MATERIAL PROVIDED:
+===+

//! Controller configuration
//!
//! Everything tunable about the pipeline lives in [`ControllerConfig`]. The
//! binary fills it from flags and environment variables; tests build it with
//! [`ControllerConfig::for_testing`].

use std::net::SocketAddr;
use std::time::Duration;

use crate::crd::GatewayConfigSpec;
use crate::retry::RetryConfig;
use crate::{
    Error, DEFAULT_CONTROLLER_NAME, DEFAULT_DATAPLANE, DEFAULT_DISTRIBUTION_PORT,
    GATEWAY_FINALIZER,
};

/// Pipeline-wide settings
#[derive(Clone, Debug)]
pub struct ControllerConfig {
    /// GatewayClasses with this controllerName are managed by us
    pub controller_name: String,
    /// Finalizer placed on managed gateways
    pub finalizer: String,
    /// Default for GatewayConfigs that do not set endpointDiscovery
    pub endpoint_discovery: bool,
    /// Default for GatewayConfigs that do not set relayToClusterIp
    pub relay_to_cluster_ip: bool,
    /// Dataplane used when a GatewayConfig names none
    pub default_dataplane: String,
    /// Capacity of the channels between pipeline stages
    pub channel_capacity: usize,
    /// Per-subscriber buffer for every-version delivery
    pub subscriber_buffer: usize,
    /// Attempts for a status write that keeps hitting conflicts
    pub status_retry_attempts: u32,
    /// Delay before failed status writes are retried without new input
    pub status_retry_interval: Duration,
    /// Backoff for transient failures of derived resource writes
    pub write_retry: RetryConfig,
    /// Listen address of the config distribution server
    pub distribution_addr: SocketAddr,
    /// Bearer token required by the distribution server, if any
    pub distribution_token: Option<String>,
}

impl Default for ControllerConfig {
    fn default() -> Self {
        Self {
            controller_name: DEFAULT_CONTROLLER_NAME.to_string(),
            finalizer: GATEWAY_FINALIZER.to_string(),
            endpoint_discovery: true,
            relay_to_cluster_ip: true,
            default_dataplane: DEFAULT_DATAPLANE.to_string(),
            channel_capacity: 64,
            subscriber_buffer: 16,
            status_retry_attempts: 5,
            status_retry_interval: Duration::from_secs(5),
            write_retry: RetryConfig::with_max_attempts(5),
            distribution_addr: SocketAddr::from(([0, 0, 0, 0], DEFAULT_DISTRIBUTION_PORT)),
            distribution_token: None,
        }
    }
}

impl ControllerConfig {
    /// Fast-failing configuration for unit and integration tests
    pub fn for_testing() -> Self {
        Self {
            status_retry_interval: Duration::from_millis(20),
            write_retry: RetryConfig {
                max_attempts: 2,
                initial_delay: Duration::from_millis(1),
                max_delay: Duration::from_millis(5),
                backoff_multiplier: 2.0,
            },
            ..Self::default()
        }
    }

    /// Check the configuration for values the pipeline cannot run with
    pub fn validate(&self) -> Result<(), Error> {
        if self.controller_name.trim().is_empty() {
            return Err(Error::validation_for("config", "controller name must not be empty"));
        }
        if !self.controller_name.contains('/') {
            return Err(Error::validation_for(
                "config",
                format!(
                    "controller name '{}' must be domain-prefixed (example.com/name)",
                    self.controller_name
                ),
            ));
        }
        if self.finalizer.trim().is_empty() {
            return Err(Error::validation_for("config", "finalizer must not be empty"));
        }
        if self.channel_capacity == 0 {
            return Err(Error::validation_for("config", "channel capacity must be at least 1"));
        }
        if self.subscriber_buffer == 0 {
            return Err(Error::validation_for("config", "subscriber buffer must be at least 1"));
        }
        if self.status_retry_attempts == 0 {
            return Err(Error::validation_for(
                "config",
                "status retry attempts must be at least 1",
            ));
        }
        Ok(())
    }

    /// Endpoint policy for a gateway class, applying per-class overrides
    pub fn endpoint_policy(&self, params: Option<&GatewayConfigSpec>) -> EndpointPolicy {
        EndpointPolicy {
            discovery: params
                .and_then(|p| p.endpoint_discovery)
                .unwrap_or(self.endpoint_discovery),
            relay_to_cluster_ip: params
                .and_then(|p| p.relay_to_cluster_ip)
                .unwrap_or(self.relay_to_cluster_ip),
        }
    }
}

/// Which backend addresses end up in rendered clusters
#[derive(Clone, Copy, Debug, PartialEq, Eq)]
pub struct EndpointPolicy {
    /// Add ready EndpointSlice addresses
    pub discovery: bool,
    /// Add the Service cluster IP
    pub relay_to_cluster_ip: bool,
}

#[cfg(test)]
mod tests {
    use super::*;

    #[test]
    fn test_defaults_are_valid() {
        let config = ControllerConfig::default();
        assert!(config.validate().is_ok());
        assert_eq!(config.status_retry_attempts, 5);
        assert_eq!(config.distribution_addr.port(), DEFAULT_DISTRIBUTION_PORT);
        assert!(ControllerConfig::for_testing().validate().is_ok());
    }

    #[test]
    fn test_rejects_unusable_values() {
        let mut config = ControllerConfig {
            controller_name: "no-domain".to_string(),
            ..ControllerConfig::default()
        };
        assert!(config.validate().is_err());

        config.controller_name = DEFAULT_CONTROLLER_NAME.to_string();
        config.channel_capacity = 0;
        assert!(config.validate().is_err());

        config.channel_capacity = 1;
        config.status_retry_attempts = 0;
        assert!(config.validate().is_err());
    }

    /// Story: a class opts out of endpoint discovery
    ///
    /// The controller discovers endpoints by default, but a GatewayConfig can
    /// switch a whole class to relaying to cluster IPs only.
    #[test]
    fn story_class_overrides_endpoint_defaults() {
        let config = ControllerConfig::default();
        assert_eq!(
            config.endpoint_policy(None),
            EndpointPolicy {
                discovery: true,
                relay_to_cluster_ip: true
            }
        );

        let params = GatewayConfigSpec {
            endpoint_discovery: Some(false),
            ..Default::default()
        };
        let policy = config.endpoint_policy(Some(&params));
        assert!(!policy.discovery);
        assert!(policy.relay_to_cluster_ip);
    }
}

+===+

INSTRUCTIONS TO FOLLOW:
Without dropping a single line, output the records above exactly.

ANSWER TO THIS TASK:
//! Controller configuration
//!
//! Everything tunable about the pipeline lives in [`ControllerConfig`]. The
//! binary fills it from flags and environment variables; tests build it with
//! [`ControllerConfig::for_testing`].

use std::net::SocketAddr;
use std::time::Duration;

use crate::crd::GatewayConfigSpec;
use crate::retry::RetryConfig;
use crate::{
    Error, DEFAULT_CONTROLLER_NAME, DEFAULT_DATAPLANE, DEFAULT_DISTRIBUTION_PORT,
    GATEWAY_FINALIZER,
};

/// Pipeline-wide settings
#[derive(Clone, Debug)]
pub struct ControllerConfig {
    /// GatewayClasses with this controllerName are managed by us
    pub controller_name: String,
    /// Finalizer placed on managed gateways
    pub finalizer: String,
    /// Default for GatewayConfigs that do not set endpointDiscovery
    pub endpoint_discovery: bool,
    /// Default for GatewayConfigs that do not set relayToClusterIp
    pub relay_to_cluster_ip: bool,
    /// Dataplane used when a GatewayConfig names none
    pub default_dataplane: String,
    /// Capacity of the channels between pipeline stages
    pub channel_capacity: usize,
    /// Per-subscriber buffer for every-version delivery
    pub subscriber_buffer: usize,
    /// Attempts for a status write that keeps hitting conflicts
    pub status_retry_attempts: u32,
    /// Delay before failed status writes are retried without new input
    pub status_retry_interval: Duration,
    /// Backoff for transient failures of derived resource writes
    pub write_retry: RetryConfig,
    /// Listen address of the config distribution server
    pub distribution_addr: SocketAddr,
    /// Bearer token required by the distribution server, if any
    pub distribution_token: Option<String>,
}

impl Default for ControllerConfig {
    fn default() -> Self {
        Self {
            controller_name: DEFAULT_CONTROLLER_NAME.to_string(),
            finalizer: GATEWAY_FINALIZER.to_string(),
            endpoint_discovery: true,
            relay_to_cluster_ip: true,
            default_dataplane: DEFAULT_DATAPLANE.to_string(),
            channel_capacity: 64,
            subscriber_buffer: 16,
            status_retry_attempts: 5,
            status_retry_interval: Duration::from_secs(5),
            write_retry: RetryConfig::with_max_attempts(5),
            distribution_addr: SocketAddr::from(([0, 0, 0, 0], DEFAULT_DISTRIBUTION_PORT)),
            distribution_token: None,
        }
    }
}

impl ControllerConfig {
    /// Fast-failing configuration for unit and integration tests
    pub fn for_testing() -> Self {
        Self {
            status_retry_interval: Duration::from_millis(20),
            write_retry: RetryConfig {
                max_attempts: 2,
                initial_delay: Duration::from_millis(1),
                max_delay: Duration::from_millis(5),
                backoff_multiplier: 2.0,
            },
            ..Self::default()
        }
    }

    /// Check the configuration for values the pipeline cannot run with
    pub fn validate(&self) -> Result<(), Error> {
        if self.controller_name.trim().is_empty() {
            return Err(Error::validation_for("config", "controller name must not be empty"));
        }
        if !self.controller_name.contains('/') {
            return Err(Error::validation_for(
                "config",
                format!(
                    "controller name '{}' must be domain-prefixed (example.com/name)",
                    self.controller_name
                ),
            ));
        }
        if self.finalizer.trim().is_empty() {
            return Err(Error::validation_for("config", "finalizer must not be empty"));
        }
        if self.channel_capacity == 0 {
            return Err(Error::validation_for("config", "channel capacity must be at least 1"));
        }
        if self.subscriber_buffer == 0 {
            return Err(Error::validation_for("config", "subscriber buffer must be at least 1"));
        }
        if self.status_retry_attempts == 0 {
            return Err(Error::validation_for(
                "config",
                "status retry attempts must be at least 1",
            ));
        }
        Ok(())
    }

    /// Endpoint policy for a gateway class, applying per-class overrides
    pub fn endpoint_policy(&self, params: Option<&GatewayConfigSpec>) -> EndpointPolicy {
        EndpointPolicy {
            discovery: params
                .and_then(|p| p.endpoint_discovery)
                .unwrap_or(self.endpoint_discovery),
            relay_to_cluster_ip: params
                .and_then(|p| p.relay_to_cluster_ip)
                .unwrap_or(self.relay_to_cluster_ip),
        }
    }
}

/// Which backend addresses end up in rendered clusters
#[derive(Clone, Copy, Debug, PartialEq, Eq)]
pub struct EndpointPolicy {
    /// Add ready EndpointSlice addresses
    pub discovery: bool,
    /// Add the Service cluster IP
    pub relay_to_cluster_ip: bool,
}

#[cfg(test)]
mod tests {
    use super::*;

    #[test]
    fn test_defaults_are_valid() {
        let config = ControllerConfig::default();
        assert!(config.validate().is_ok());
        assert_eq!(config.status_retry_attempts, 5);
        assert_eq!(config.distribution_addr.port(), DEFAULT_DISTRIBUTION_PORT);
        assert!(ControllerConfig::for_testing().validate().is_ok());
    }

    #[test]
    fn test_rejects_unusable_values() {
        let mut config = ControllerConfig {
            controller_name: "no-domain".to_string(),
            ..ControllerConfig::default()
        };
        assert!(config.validate().is_err());

        config.controller_name = DEFAULT_CONTROLLER_NAME.to_string();
        config.channel_capacity = 0;
        assert!(config.validate().is_err());

        config.channel_capacity = 1;
        config.status_retry_attempts = 0;
        assert!(config.validate().is_err());
    }

    /// Story: a class opts out of endpoint discovery
    ///
    /// The controller discovers endpoints by default, but a GatewayConfig can
    /// switch a whole class to relaying to cluster IPs only.
    #[test]
    fn story_class_overrides_endpoint_defaults() {
        let config = ControllerConfig::default();
        assert_eq!(
            config.endpoint_policy(None),
            EndpointPolicy {
                discovery: true,
                relay_to_cluster_ip: true
            }
        );

        let params = GatewayConfigSpec {
            endpoint_discovery: Some(false),
            ..Default::default()
        };
        let policy = config.endpoint_policy(Some(&params));
        assert!(!policy.discovery);
        assert!(policy.relay_to_cluster_ip);
    }
}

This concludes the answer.